In Zeiten der Corona-Pandemie zahlen immer mehr Menschen in Geschäften mit Karte statt mit Bargeld. Mehr als 60 Prozent der Deutschen bezahlen laut einer Umfrage der ING Bank im November 2021 ihre Einkäufe inzwischen mit Karte. Rund 50 Prozent der unter 35-Jährigen zahlen sogar den Kaffee zwischendurch oder die Taxifahrt meist ohne Bargeld.

Doch was passiert, wenn die Karte verloren geht? Eine Sperrung der Girocard (früher EC-Karte) per Anruf bei der Bank reicht nicht aus: Zur Aktivierung des sogenannten Kuno-Sperrsystems sollte auch eine Anzeige bei der Polizei erstattet werden. Was du wissen solltest.

Was muss ich tun, wenn ich die Karte verliere?
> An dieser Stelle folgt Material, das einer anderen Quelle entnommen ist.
//! Request and response bodies of the HTTP API

use chrono::{DateTime, Utc};
use serde::{Deserialize, Serialize};
use uuid::Uuid;

use super::document::ExtractedText;
use super::generation::GenerationResponse;
use super::speech::{AudioClip, AUDIO_FILENAME, AUDIO_MIME};

/// Body of `POST /api/pdf/query`
#[derive(Debug, Clone, Serialize, Deserialize)]
pub struct DocumentQueryRequest {
    /// Question about the loaded PDF
    pub question: String,
}

/// Body of `POST /api/query`
#[derive(Debug, Clone, Serialize, Deserialize)]
pub struct GeneralQueryRequest {
    /// Free-form message
    pub message: String,
}

/// Body of `POST /api/speech`
#[derive(Debug, Clone, Default, Serialize, Deserialize)]
pub struct SpeechRequest {
    /// Language code (default from config, normally "en")
    #[serde(default)]
    pub language: Option<String>,
}

/// Result of a PDF upload
#[derive(Debug, Clone, Serialize, Deserialize)]
pub struct PdfPreview {
    /// Source filename
    pub filename: String,
    /// Page count
    pub pages: usize,
    /// Characters in the full text
    pub total_chars: usize,
    /// First characters of the text (display only)
    pub preview: String,
    /// True if the preview is shorter than the full text
    pub truncated: bool,
}

impl PdfPreview {
    /// Build a preview of at most `limit` characters
    pub fn from_extracted(extracted: &ExtractedText, limit: usize) -> Self {
        let preview = extracted.preview(limit).to_string();
        let total_chars = extracted.char_count();
        Self {
            filename: extracted.filename.clone(),
            pages: extracted.page_count,
            truncated: preview.chars().count() < total_chars,
            total_chars,
            preview,
        }
    }
}

/// Answer to a document or general query
#[derive(Debug, Clone, Serialize, Deserialize)]
pub struct AnswerResponse {
    /// Response text, unmodified
    pub answer: String,
    /// Model used
    pub model: String,
    /// Total processing time in milliseconds
    pub processing_time_ms: u64,
}

impl AnswerResponse {
    pub fn new(response: &GenerationResponse, processing_time_ms: u64) -> Self {
        Self {
            answer: response.text.clone(),
            model: response.model.clone(),
            processing_time_ms,
        }
    }
}

/// Synthesized speech, inline
#[derive(Debug, Clone, Serialize, Deserialize)]
pub struct SpeechResponse {
    /// Always `audio/mpeg`
    pub mime: String,
    /// Always `speech.mp3`
    pub filename: String,
    /// Language spoken
    pub language: String,
    /// Size of the audio in bytes
    pub size_bytes: usize,
    /// Base64 audio
    pub audio_base64: String,
    /// `data:audio/mpeg;base64,...`
    pub data_url: String,
    /// Ready-made HTML download anchor
    pub download_link: String,
}

impl From<&AudioClip> for SpeechResponse {
    fn from(clip: &AudioClip) -> Self {
        Self {
            mime: AUDIO_MIME.to_string(),
            filename: AUDIO_FILENAME.to_string(),
            language: clip.language.clone(),
            size_bytes: clip.len(),
            audio_base64: clip.to_base64(),
            data_url: clip.data_url(),
            download_link: clip.download_link(),
        }
    }
}

/// Summary of the loaded document
#[derive(Debug, Clone, Serialize, Deserialize)]
pub struct DocumentSummary {
    pub filename: String,
    pub pages: usize,
    pub total_chars: usize,
    pub extracted_at: DateTime<Utc>,
}

impl From<&ExtractedText> for DocumentSummary {
    fn from(extracted: &ExtractedText) -> Self {
        Self {
            filename: extracted.filename.clone(),
            pages: extracted.page_count,
            total_chars: extracted.char_count(),
            extracted_at: extracted.extracted_at,
        }
    }
}

/// Body of `GET /api/session`
#[derive(Debug, Clone, Serialize, Deserialize)]
pub struct SessionInfo {
    pub session_id: Uuid,
    pub created_at: DateTime<Utc>,
    pub has_document: bool,
    #[serde(skip_serializing_if = "Option::is_none")]
    pub document: Option<DocumentSummary>,
    pub has_response: bool,
}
Bei Diebstahl oder Verlust einer Zahlungskarte sollte diese schnellstmöglich gesperrt werden. Denn Banken und Sparkassen erstatten unberechtigte Belastungen erst ab Sperrung der Karte – sofern der Karteninhaber nicht grob fahrlässig gehandelt hat, wie die von der Kreditwirtschaft unterstützte Euro Kartensysteme GmbH erläutert. Grobe Fahrlässigkeit kann beispielsweise vorliegen, wenn die Bank-PIN zusammen mit der Karte aufbewahrt wird.
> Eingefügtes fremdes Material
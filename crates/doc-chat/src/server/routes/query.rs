//! General chat endpoint

use axum::{
    extract::{rejection::JsonRejection, State},
    response::IntoResponse,
    Json,
};
use std::time::Instant;

use crate::error::Result;
use crate::server::extract::Session;
use crate::server::state::AppState;
use crate::types::response::{AnswerResponse, GeneralQueryRequest};

/// POST /api/query - Answer a message without the loaded document
pub async fn general_query(
    State(state): State<AppState>,
    session: Session,
    payload: std::result::Result<Json<GeneralQueryRequest>, JsonRejection>,
) -> Result<impl IntoResponse> {
    let start = Instant::now();
    let Json(request) = payload?;

    let mut slots = session.lock().await;
    let response = state
        .orchestrator()
        .on_general_query(&mut slots, &request.message)
        .await?;

    let body = AnswerResponse::new(&response, start.elapsed().as_millis() as u64);
    Ok((session.persist(), Json(body)))
}
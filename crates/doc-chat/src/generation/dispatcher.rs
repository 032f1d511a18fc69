//! Query dispatch: turns user input into generation requests

use std::sync::Arc;
use std::time::Instant;

use crate::error::{Error, Result};
use crate::providers::LlmProvider;
use crate::types::{GenerationRequest, GenerationResponse};

/// Sends document questions and general queries to the LLM provider
#[derive(Clone)]
pub struct QueryDispatcher {
    llm: Arc<dyn LlmProvider>,
}

impl QueryDispatcher {
    pub fn new(llm: Arc<dyn LlmProvider>) -> Self {
        Self { llm }
    }

    /// Underlying provider
    pub fn provider(&self) -> &Arc<dyn LlmProvider> {
        &self.llm
    }

    /// Answer a question about `context_text` (the full document text)
    pub async fn answer_from_document(
        &self,
        context_text: &str,
        question: &str,
    ) -> Result<GenerationResponse> {
        let question = require_text(question, "question")?;
        tracing::info!(
            "Document query: {} chars, {} chars of context",
            question.chars().count(),
            context_text.chars().count()
        );
        tracing::debug!("Question: {:?}", question);
        self.dispatch(GenerationRequest::with_context(context_text, question))
            .await
    }

    /// Answer a standalone message, no document attached
    pub async fn answer_general(&self, message: &str) -> Result<GenerationResponse> {
        let message = require_text(message, "message")?;
        tracing::info!("General query: {} chars", message.chars().count());
        tracing::debug!("Message: {:?}", message);
        self.dispatch(GenerationRequest::general(message)).await
    }

    async fn dispatch(&self, request: GenerationRequest) -> Result<GenerationResponse> {
        let start = Instant::now();
        let response = self.llm.generate(&request).await?;
        tracing::info!(
            "{} ({}) answered in {}ms, {} chars",
            self.llm.name(),
            response.model,
            start.elapsed().as_millis(),
            response.text.chars().count()
        );
        Ok(response)
    }
}

/// Reject blank input; the text itself is passed on untrimmed
fn require_text<'a>(text: &'a str, field: &str) -> Result<&'a str> {
    if text.trim().is_empty() {
        return Err(Error::invalid_input(format!("{} must not be empty", field)));
    }
    Ok(text)
}
//! Provider abstractions for the external engines doc-chat delegates to
//!
//! Each engine (PDF extraction, DOCX conversion, text generation, speech)
//! sits behind a trait so the session orchestrator can run against real
//! backends or in-process fakes.

pub mod document;
pub mod gemini;
pub mod google_tts;
pub mod llm;
pub mod speech;

pub use document::{DocumentConverter, TextExtractor};
pub use gemini::GeminiClient;
pub use google_tts::GoogleTranslateTts;
pub use llm::LlmProvider;
pub use speech::SpeechSynthesizer;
Warum sollte man zur Polizei gehen?

Durch die Sperrung der Girocard bei der Bank kann die Karte nicht mehr für Zahlungsvorgänge verwendet werden, bei denen die Eingabe der PIN erforderlich ist. Dennoch ist es einem Dieb oder einem unehrlichen Finder möglich, die Karte zum Bezahlen mit Unterschrift zu missbrauchen – denn sie lässt sich leicht auf der Quittung oder einem elektronischen Unterschriftsfeld fälschen. Das Problem: Mit der gefälschten Unterschrift löst der Dieb eine Lastschrift (Einzugsermächtigung) auf dem Konto des rechtmäßigen Karteninhabers über das elektronische Lastschriftverfahren (ELV) aus.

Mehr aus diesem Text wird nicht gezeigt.